Dog is an English springer spaniel, male, 7 years old.

I walk him in an overgrown park (dogs are allowed there), he is off the leash during our walks. Occasionally we see a wild rabbit or squirrel. He has chased rabbits numerous times, and I did not mind that. Dog seemed way too slow and rabbits ran into bushes making it impossible for my dog to follow them. My dog is not trained to hunt or chase. I guess it's his breed and nature.

Today he managed to chase down a rabbit and kill it. He bit it, broke rabbit's bones in the process I assume, and left it on the ground. Lost all interest in the rabbit afterwards.

What I wonder about is - can I expect my dog to become more vicious with other dogs now? Small dogs? Or be more interested in hunting?

I know that nothing evil or extraordinary happened. It's the way of the nature. Survival of the fittest. Rabbit we encountered today was not as smart as the ones before. It would have been better if I stopped my dog, but I honestly did not think there is a chance he can get the rabbit. He has chased them for 7 years, never getting close.

I know he tasted blood for first time today, so I will be even more careful with him from now on.

  • My my dog just got caught with dead duck in his mouth. Hes 11 yrs old first occurance. We know he hangs out with pit bull next door who does kill small animals. Will this rub off on my dog?
    – user13033
    Commented Sep 29, 2018 at 15:19
  • Well for all of you that lost a pet I feel your pain,my lab mix puppy 16 months old tunneled under rabbits enclosure and killed it.I did not hit my puppy but he knows I am very upset.He does not like other animals except the 4 year old palm,Hopefully this crap never happens Commented Jun 26, 2020 at 3:15

4 Answers 4


This really depends on the individual nature of your dog.

Some dogs find hunting highly reinforcing, and the more of it they do, the more they want to do it. Practicing a behaviour makes it more likely that the dog will choose it over alternatives, particularly if there is an exciting pay-off like catching the rabbit. See David Ryan's book, '"Stop!" How to control predatory chasing in dogs' for a good explanation of this.

That said, not all dogs DO find catching exciting. I had an ex-racing greyhound at one point, who once caught a squirrel. The squirrel bit her on the nose, and she didn't know what to do with it. It ran away. After that, she was careful not to catch more squirrels, although she still enjoyed chasing them, you could see her deliberately slow down before she got too close.

The predatory sequence in dogs is not equally reinforcing to all dogs, and breed can make a difference. For example, border collies are selected for their strong Eye, Orient, Eye-stalk and Chase, but not for grab-bite or kill-bite.
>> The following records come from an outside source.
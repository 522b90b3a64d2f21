//! Recommendation Engine
//!
//! Five fixed cost-optimisation strategies. Each has a base savings estimate
//! that is scaled up by the analysis signal it responds to.

use serde::Serialize;

use crate::aggregate::{CostAggregates, FleetProfile, Group, GroupTable, ON_TIME_LABEL};
use crate::forecast::Forecast;

// ============================================================================
// Signals
// ============================================================================

/// Analysis measures that drive the savings estimates. A missing signal leaves
/// its strategy at the base estimate.
#[derive(Debug, Clone, Default, PartialEq, Serialize)]
pub struct Signals {
    /// High-cost orders / orders with a cost-to-value ratio
    pub high_cost_order_share: Option<f64>,
    /// (mean cost-per-km across routes - cheapest) / mean
    pub route_inefficiency: Option<f64>,
    /// Mean ratio of late orders / mean ratio of on-time orders - 1
    pub delay_cost_impact: Option<f64>,
    /// Maintenance cost of the oldest age bucket / youngest - 1
    pub fleet_age_cost_impact: Option<f64>,
    /// Held-out orders off their predicted cost by more than the tolerance
    pub forecast_anomaly_share: Option<f64>,
}

impl Signals {
    pub fn from_analysis(
        aggregates: Option<&CostAggregates>,
        fleet: Option<&FleetProfile>,
        forecast: Option<&Forecast>,
    ) -> Self {
        Self {
            high_cost_order_share: aggregates.and_then(|a| a.leakage.high_cost_share),
            route_inefficiency: aggregates.and_then(route_inefficiency),
            delay_cost_impact: aggregates
                .and_then(|a| delay_cost_impact(&a.delay.avg_cost_to_value)),
            fleet_age_cost_impact: fleet
                .and_then(|f| fleet_age_cost_impact(&f.avg_maintenance_cost)),
            forecast_anomaly_share: forecast.and_then(|f| f.anomaly_share),
        }
    }
}

fn route_inefficiency(aggregates: &CostAggregates) -> Option<f64> {
    let per_km: Vec<f64> = aggregates
        .routes
        .points
        .iter()
        .filter_map(|p| p.cost_per_km)
        .collect();
    if per_km.is_empty() {
        return None;
    }
    let mean = per_km.iter().sum::<f64>() / per_km.len() as f64;
    let min = per_km.iter().copied().fold(f64::INFINITY, f64::min);
    (mean > 0.0).then(|| (mean - min) / mean)
}

fn weighted_mean<'a>(groups: impl Iterator<Item = &'a Group>) -> Option<f64> {
    let (sum, rows) = groups.fold((0.0, 0usize), |(sum, rows), g| {
        (sum + g.value * g.rows as f64, rows + g.rows)
    });
    (rows > 0).then(|| sum / rows as f64)
}

/// Compares late buckets with the on-time bucket of a delay table.
fn delay_cost_impact(by_delay: &GroupTable) -> Option<f64> {
    let on_time = weighted_mean(by_delay.iter().filter(|g| g.key == ON_TIME_LABEL))?;
    let late = weighted_mean(by_delay.iter().filter(|g| g.key != ON_TIME_LABEL))?;
    (on_time > 0.0).then(|| late / on_time - 1.0)
}

/// Age buckets are ordered youngest first.
fn fleet_age_cost_impact(by_age: &GroupTable) -> Option<f64> {
    let youngest = by_age.first()?.value;
    let oldest = by_age.last()?.value;
    (youngest > 0.0).then(|| oldest / youngest - 1.0)
}

// ============================================================================
// Strategies
// ============================================================================

#[derive(Debug, Clone, Copy, PartialEq, Eq, Serialize)]
#[serde(rename_all = "snake_case")]
pub enum Strategy {
    RenegotiateCarrierContracts,
    OptimizeRoutes,
    ConsolidateDeliveries,
    ProactiveMaintenance,
    AutomateInvoiceValidation,
}

struct StrategyDef {
    strategy: Strategy,
    name: &'static str,
    base_savings_pct: f64,
    signal: &'static str,
    rationale: &'static str,
    actions: [&'static str; 2],
}

const STRATEGIES: [StrategyDef; 5] = [
    StrategyDef {
        strategy: Strategy::RenegotiateCarrierContracts,
        name: "Renegotiate Carrier Contracts",
        base_savings_pct: 10.0,
        signal: "high_cost_order_share",
        rationale: "Carriers with high cost-to-value ratios leave room to negotiate",
        actions: [
            "Focus on carriers with the highest average cost-to-value ratio",
            "Use predicted costs to set negotiation thresholds",
        ],
    },
    StrategyDef {
        strategy: Strategy::OptimizeRoutes,
        name: "Optimize Routes",
        base_savings_pct: 15.0,
        signal: "route_inefficiency",
        rationale: "Cost per km varies widely between routes",
        actions: [
            "Review routes with high toll charges or traffic delays",
            "Apply dynamic routing to the most expensive routes",
        ],
    },
    StrategyDef {
        strategy: Strategy::ConsolidateDeliveries,
        name: "Consolidate Deliveries",
        base_savings_pct: 12.0,
        signal: "delay_cost_impact",
        rationale: "Late orders carry a higher cost-to-value ratio than on-time ones",
        actions: [
            "Combine small deliveries to cut per-order fuel and packaging",
            "Batch orders on shared routes",
        ],
    },
    StrategyDef {
        strategy: Strategy::ProactiveMaintenance,
        name: "Proactive Maintenance",
        base_savings_pct: 8.0,
        signal: "fleet_age_cost_impact",
        rationale: "Older vehicles cost more to maintain",
        actions: [
            "Schedule maintenance from age and fuel-efficiency trends",
            "Prioritise replacement of the oldest vehicles",
        ],
    },
    StrategyDef {
        strategy: Strategy::AutomateInvoiceValidation,
        name: "Automate Invoice Validation",
        base_savings_pct: 10.0,
        signal: "forecast_anomaly_share",
        rationale: "Actual costs often deviate from predicted benchmarks",
        actions: [
            "Compare billed costs with predicted costs",
            "Flag orders outside the tolerance band for review",
        ],
    },
];

#[derive(Debug, Clone, PartialEq, Serialize)]
pub struct Recommendation {
    pub rank: usize,
    pub strategy: Strategy,
    pub name: &'static str,
    pub base_savings_pct: f64,
    pub estimated_savings_pct: f64,
    pub signal: &'static str,
    pub signal_value: Option<f64>,
    pub rationale: &'static str,
    pub actions: Vec<&'static str>,
}

/// `base × (1 + signal)` with the signal clamped to `[0, 1]` and the result to
/// `[0, 100]`. A missing or non-finite signal keeps the base.
pub fn scale_savings(base: f64, signal: Option<f64>) -> f64 {
    let boost = signal
        .filter(|s| s.is_finite())
        .map_or(0.0, |s| s.clamp(0.0, 1.0));
    (base * (1.0 + boost)).clamp(0.0, 100.0)
}

/// Five recommendations in fixed strategy order.
pub fn recommend(signals: &Signals) -> Vec<Recommendation> {
    let values = [
        signals.high_cost_order_share,
        signals.route_inefficiency,
        signals.delay_cost_impact,
        signals.fleet_age_cost_impact,
        signals.forecast_anomaly_share,
    ];
    STRATEGIES
        .iter()
        .zip(values)
        .enumerate()
        .map(|(i, (def, value))| Recommendation {
            rank: i + 1,
            strategy: def.strategy,
            name: def.name,
            base_savings_pct: def.base_savings_pct,
            estimated_savings_pct: scale_savings(def.base_savings_pct, value),
            signal: def.signal,
            signal_value: value,
            rationale: def.rationale,
            actions: def.actions.to_vec(),
        })
        .collect()
}

#[cfg(test)]
mod tests {
    use super::*;
    use crate::aggregate::{aggregate, fleet_profile};
    use crate::config::AnalysisConfig;
    use crate::join::{fixtures::tables, join};

    #[test]
    fn test_fixed_order_and_base_values() {
        let recs = recommend(&Signals::default());
        let names: Vec<&str> = recs.iter().map(|r| r.name).collect();
        assert_eq!(
            names,
            vec![
                "Renegotiate Carrier Contracts",
                "Optimize Routes",
                "Consolidate Deliveries",
                "Proactive Maintenance",
                "Automate Invoice Validation",
            ]
        );
        let savings: Vec<f64> = recs.iter().map(|r| r.estimated_savings_pct).collect();
        assert_eq!(savings, vec![10.0, 15.0, 12.0, 8.0, 10.0]);
        assert_eq!(recs[4].rank, 5);
    }

    #[test]
    fn test_scaling_is_monotonic_and_bounded() {
        let mut last = 0.0;
        for step in -5..=30 {
            let s = scale_savings(15.0, Some(step as f64 / 10.0));
            assert!(s >= last);
            assert!((0.0..=100.0).contains(&s));
            last = s;
        }
        assert_eq!(scale_savings(15.0, Some(-3.0)), 15.0);
        assert_eq!(scale_savings(15.0, Some(10.0)), 30.0);
        assert_eq!(scale_savings(80.0, Some(1.0)), 100.0);
        assert_eq!(scale_savings(15.0, Some(f64::NAN)), 15.0);
    }

    #[test]
    fn test_signals_from_analysis() {
        let mut t = tables(&[
            ("A", 100.0, 10.0, 0.0),
            ("B", 100.0, 30.0, 1.0),
            ("C", 100.0, 70.0, 4.0),
        ]);
        t.fleet[0].age_years = Some(1.0);
        t.fleet[0].maintenance_cost = Some(400.0);
        t.fleet[1].maintenance_cost = Some(400.0);
        t.fleet[2].age_years = Some(12.0);
        t.fleet[2].maintenance_cost = Some(600.0);
        let rows = join(t.view()).rows;
        let aggregates = aggregate(&rows, &AnalysisConfig::default());
        let fleet = fleet_profile(&t.fleet);

        let signals = Signals::from_analysis(Some(&aggregates), Some(&fleet), None);
        assert!((signals.high_cost_order_share.unwrap() - 1.0 / 3.0).abs() < 1e-9);
        // on-time ratio 0.1, late ratios 0.3 and 0.7
        assert!((signals.delay_cost_impact.unwrap() - 4.0).abs() < 1e-9);
        assert!((signals.fleet_age_cost_impact.unwrap() - 0.5).abs() < 1e-9);
        assert!(signals.route_inefficiency.unwrap() > 0.0);
        assert_eq!(signals.forecast_anomaly_share, None);

        let recs = recommend(&signals);
        assert_eq!(recs[2].estimated_savings_pct, 24.0);
        assert_eq!(recs[3].estimated_savings_pct, 12.0);
        assert_eq!(recs[4].estimated_savings_pct, 10.0);
    }

    #[test]
    fn test_no_analysis_gives_no_signals() {
        assert_eq!(Signals::from_analysis(None, None, None), Signals::default());
    }
}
Labradors have strong Grab instincts, but are selected to be soft-mouthed, so rarely make a kill. Many terriers are bred to kill rats, so have a much stronger kill instinct than other breeds.

As I understand it, Springer Spaniels are designed to drive prey out of cover so it can be shot, so you'd expect your dog to find that part of things very rewarding: it's what he's designed for. But it may well be that he didn't find killing a rabbit to be much fun, and will choose not to do it again.
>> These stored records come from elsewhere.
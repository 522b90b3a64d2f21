//! REST API server for the NexGen cost dashboard
//!
//! Usage:
//!   ./target/release/nexgen_cost_intel [options]
//!
//! Options:
//!   --port PORT        Port to listen on (default: 8080, env NEXGEN_PORT)
//!   --view-cache N     Filter selections kept in memory (default: 32)
//!   --data-dir DIR     Directory with the seven CSV files (default: data)
//!   --model MODEL      random-forest | linear
//!
//! REST endpoints (all accept ?carrier=&product_category=&warehouse_id=&from=&to=):
//!   GET /api/v1/health           - Health check
//!   GET /api/v1/dashboard        - Full dashboard view
//!   GET /api/v1/overview         - Key metrics and data quality
//!   GET /api/v1/orders?limit=N   - Joined orders
//!   GET /api/v1/aggregates       - Cost aggregates
//!   GET /api/v1/forecast         - Cost forecast
//!   GET /api/v1/recommendations  - Optimization strategies

use anyhow::Result;
use clap::Parser;
use nexgen_cost_intel::api::service::DEFAULT_VIEW_CAPACITY;
use nexgen_cost_intel::api::{create_router, DashboardService};
use nexgen_cost_intel::config::Config;
use nexgen_cost_intel::dashboard::Dashboard;
use std::net::SocketAddr;
use std::sync::Arc;
use tracing_subscriber::{layer::SubscriberExt, util::SubscriberInitExt};

#[derive(Parser, Debug)]
#[command(name = "nexgen_cost_intel")]
#[command(about = "Serve the logistics cost dashboard over REST")]
struct Args {
    /// Port to listen on
    #[arg(long, env = "NEXGEN_PORT", default_value_t = 8080)]
    port: u16,

    /// Number of filter selections whose views are kept in memory
    #[arg(long, env = "NEXGEN_VIEW_CACHE", default_value_t = DEFAULT_VIEW_CAPACITY)]
    view_cache: usize,

    #[command(flatten)]
    config: Config,
}

fn print_banner(port: u16, config: &Config) {
    println!("============================================================");
    println!("         NEXGEN COST INTELLIGENCE API SERVER");
    println!("============================================================");
    println!();
    println!("  Port:     {}", port);
    println!("  REST:     http://localhost:{}/api/v1/", port);
    println!("  Data:     {}", config.data.data_dir.display());
    println!("  Model:    {:?}", config.forecast.model);
    println!();
    println!("REST Endpoints:");
    println!("  GET /api/v1/health              Health check");
    println!("  GET /api/v1/dashboard           Full dashboard view");
    println!("  GET /api/v1/overview            Key metrics");
    println!("  GET /api/v1/orders              Joined orders");
    println!("  GET /api/v1/aggregates          Cost aggregates");
    println!("  GET /api/v1/forecast            Cost forecast");
    println!("  GET /api/v1/recommendations     Strategies");
    println!();
    println!("============================================================");
}

#[tokio::main]
async fn main() -> Result<()> {
    // Initialize tracing
    tracing_subscriber::registry()
        .with(tracing_subscriber::fmt::layer())
        .with(tracing_subscriber::EnvFilter::new(
            std::env::var("RUST_LOG").unwrap_or_else(|_| "info".into()),
        ))
        .init();

    let args = Args::parse();
    print_banner(args.port, &args.config);

    let config = args.config;
    let dashboard = tokio::task::spawn_blocking(move || Dashboard::load(config)).await??;
    let service = Arc::new(DashboardService::with_view_capacity(dashboard, args.view_cache));

    let addr = SocketAddr::from(([0, 0, 0, 0], args.port));
    let app = create_router(service);
    tracing::info!("Starting REST server on {}", addr);

    let listener = tokio::net::TcpListener::bind(addr).await?;
    axum::serve(listener, app).await?;

    Ok(())
}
I think it's unlikely that he will suddenly become a risk to other dogs. Rabbits do not smell or behave like dogs at all, and as your dog has a very highly developed sense of smell, it's unlikely he will get them mixed up.
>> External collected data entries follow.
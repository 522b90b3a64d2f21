//! REST API handlers for the cost dashboard
//!
//! Every endpoint accepts the filter query parameters `carrier`,
//! `product_category`, `warehouse_id`, `from` and `to`.

use axum::{
    extract::{Query, State},
    http::StatusCode,
    response::IntoResponse,
    Json,
};
use chrono::NaiveDate;
use serde::{Deserialize, Serialize};
use std::sync::Arc;

use super::service::DashboardService;
use crate::aggregate::{CostAggregates, Summary};
use crate::dashboard::{DataQuality, DashboardView, Filters, Section};
use crate::forecast::Forecast;
use crate::join::JoinedRow;
use crate::recommend::{Recommendation, Signals};

// ============================================================================
// Response Types (JSON-serializable versions)
// ============================================================================

fn round2(v: f64) -> f64 {
    (v * 100.0).round() / 100.0
}

#[derive(Serialize)]
pub struct OrderResponse {
    pub order_id: String,
    pub order_date: NaiveDate,
    pub carrier: String,
    pub product_category: String,
    pub warehouse_id: String,
    pub route: String,
    pub order_value: Option<f64>,
    pub total_cost: Option<f64>,
    /// Percent of order value
    pub cost_to_value_pct: Option<f64>,
    pub delay_days: Option<f64>,
    pub customer_rating: Option<f64>,
}

impl From<JoinedRow> for OrderResponse {
    fn from(r: JoinedRow) -> Self {
        Self {
            order_id: r.order.order_id,
            order_date: r.order.order_date,
            carrier: r.order.carrier,
            product_category: r.order.product_category,
            warehouse_id: r.order.warehouse_id,
            route: r.route.name,
            order_value: r.order.order_value.map(round2),
            total_cost: r.total_cost.map(round2),
            cost_to_value_pct: r.cost_to_value.map(|v| (v * 1000.0).round() / 10.0),
            delay_days: r.delay_days,
            customer_rating: r.delivery.customer_rating,
        }
    }
}

#[derive(Serialize)]
pub struct OverviewResponse {
    pub summary: Section<Summary>,
    pub data_quality: DataQuality,
}

impl From<&DashboardView> for OverviewResponse {
    fn from(view: &DashboardView) -> Self {
        let summary = match &view.aggregates {
            Section::Ready(a) => Section::Ready(a.summary.clone()),
            Section::Unavailable { reason } => Section::unavailable(reason.clone()),
        };
        Self {
            summary,
            data_quality: view.data_quality.clone(),
        }
    }
}

#[derive(Serialize)]
pub struct RecommendationsResponse {
    pub signals: Signals,
    pub recommendations: Vec<Recommendation>,
}

#[derive(Serialize)]
pub struct ErrorResponse {
    pub error: String,
}

// ============================================================================
// Query Parameters
// ============================================================================

#[derive(Deserialize)]
pub struct FilterQuery {
    pub carrier: Option<String>,
    pub product_category: Option<String>,
    pub warehouse_id: Option<String>,
    pub from: Option<NaiveDate>,
    pub to: Option<NaiveDate>,
    pub limit: Option<usize>,
}

impl FilterQuery {
    fn filters(&self) -> Filters {
        // an empty parameter (`?carrier=`) selects everything
        let non_empty = |v: &Option<String>| v.clone().filter(|s| !s.is_empty());
        Filters {
            carrier: non_empty(&self.carrier),
            product_category: non_empty(&self.product_category),
            warehouse_id: non_empty(&self.warehouse_id),
            from: self.from,
            to: self.to,
        }
    }
}

// ============================================================================
// Handlers
// ============================================================================

pub type AppState = Arc<DashboardService>;

type ApiResult<T> = Result<Json<T>, (StatusCode, Json<ErrorResponse>)>;

fn internal_error(e: impl ToString) -> (StatusCode, Json<ErrorResponse>) {
    (
        StatusCode::INTERNAL_SERVER_ERROR,
        Json(ErrorResponse {
            error: e.to_string(),
        }),
    )
}

async fn view(
    service: &DashboardService,
    params: &FilterQuery,
) -> Result<Arc<DashboardView>, (StatusCode, Json<ErrorResponse>)> {
    service.get_view(params.filters()).await.map_err(internal_error)
}

/// GET /api/v1/health
pub async fn health() -> impl IntoResponse {
    Json(serde_json::json!({"status": "ok"}))
}

/// GET /api/v1/dashboard
pub async fn get_dashboard(
    State(service): State<AppState>,
    Query(params): Query<FilterQuery>,
) -> ApiResult<DashboardView> {
    let view = view(&service, &params).await?;
    Ok(Json(view.as_ref().clone()))
}

/// GET /api/v1/overview
pub async fn get_overview(
    State(service): State<AppState>,
    Query(params): Query<FilterQuery>,
) -> ApiResult<OverviewResponse> {
    let view = view(&service, &params).await?;
    Ok(Json(OverviewResponse::from(view.as_ref())))
}

/// GET /api/v1/orders
pub async fn get_orders(
    State(service): State<AppState>,
    Query(params): Query<FilterQuery>,
) -> ApiResult<Vec<OrderResponse>> {
    let limit = params.limit.unwrap_or(100);
    match service.get_orders(params.filters(), limit).await {
        Ok(rows) => Ok(Json(rows.into_iter().map(OrderResponse::from).collect())),
        Err(e) => Err((
            StatusCode::SERVICE_UNAVAILABLE,
            Json(ErrorResponse {
                error: e.to_string(),
            }),
        )),
    }
}

/// GET /api/v1/aggregates
pub async fn get_aggregates(
    State(service): State<AppState>,
    Query(params): Query<FilterQuery>,
) -> ApiResult<Section<CostAggregates>> {
    let view = view(&service, &params).await?;
    Ok(Json(view.aggregates.clone()))
}

/// GET /api/v1/forecast
pub async fn get_forecast(
    State(service): State<AppState>,
    Query(params): Query<FilterQuery>,
) -> ApiResult<Section<Forecast>> {
    let view = view(&service, &params).await?;
    Ok(Json(view.forecast.clone()))
}

/// GET /api/v1/recommendations
pub async fn get_recommendations(
    State(service): State<AppState>,
    Query(params): Query<FilterQuery>,
) -> ApiResult<RecommendationsResponse> {
    let view = view(&service, &params).await?;
    Ok(Json(RecommendationsResponse {
        signals: view.signals.clone(),
        recommendations: view.recommendations.clone(),
    }))
}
The previous para does assume that your dog has met many other dogs, is familiar with them, and know that dogs come in lots of shapes and sizes.

The one situation where there is likely to be confusion between small dogs and other prey is with greyhounds straight from the track: as these unfortunate dogs are often kept isolated with no contact with dogs of different shapes, they can get very confused and need time and management to learn that a chihuahua or a dachshund is also a dog. This should be much less of an issue with a well socialised Springer who has been brought up with lots of social contact though.

  • Alright, this clears things up. Sets my mind at ease. Thanks!
    – afaf12
    Commented May 26, 2016 at 15:53

Well. I don't know about personality changes, but you might want to take some precautions to prevent any health issues from cropping up, since rabbits and other wild animals can carry dangerous parasites and diseases.

I would take your dog to the vet for a checkup, just to be on the safe side. Personality changes are unlikely, I'd imagine.


I have a good amount of rabbit around my house because I live in the Forest and my dog got her first rabbit in 11 years of being here and she has tried again but has been unsuccessful with it. I was always told that once they get the taste of blood they will do it again but I don't believe that because I see the rabbits in the yard with her laying there and them just hopping around her so I think it depends on the dog and opportunity. I would say that I don't think your dog will turn into a rabbit killer they are really just to hard to catch.


More interested in hunting, perhaps. "Hey, I actually caught one" That was fun, let's try that again."

Other behaviour changes seem unlikely to arise. Why should they? Other dogs aren't rabbits, and know how to signal "that's enough, I'm done playing."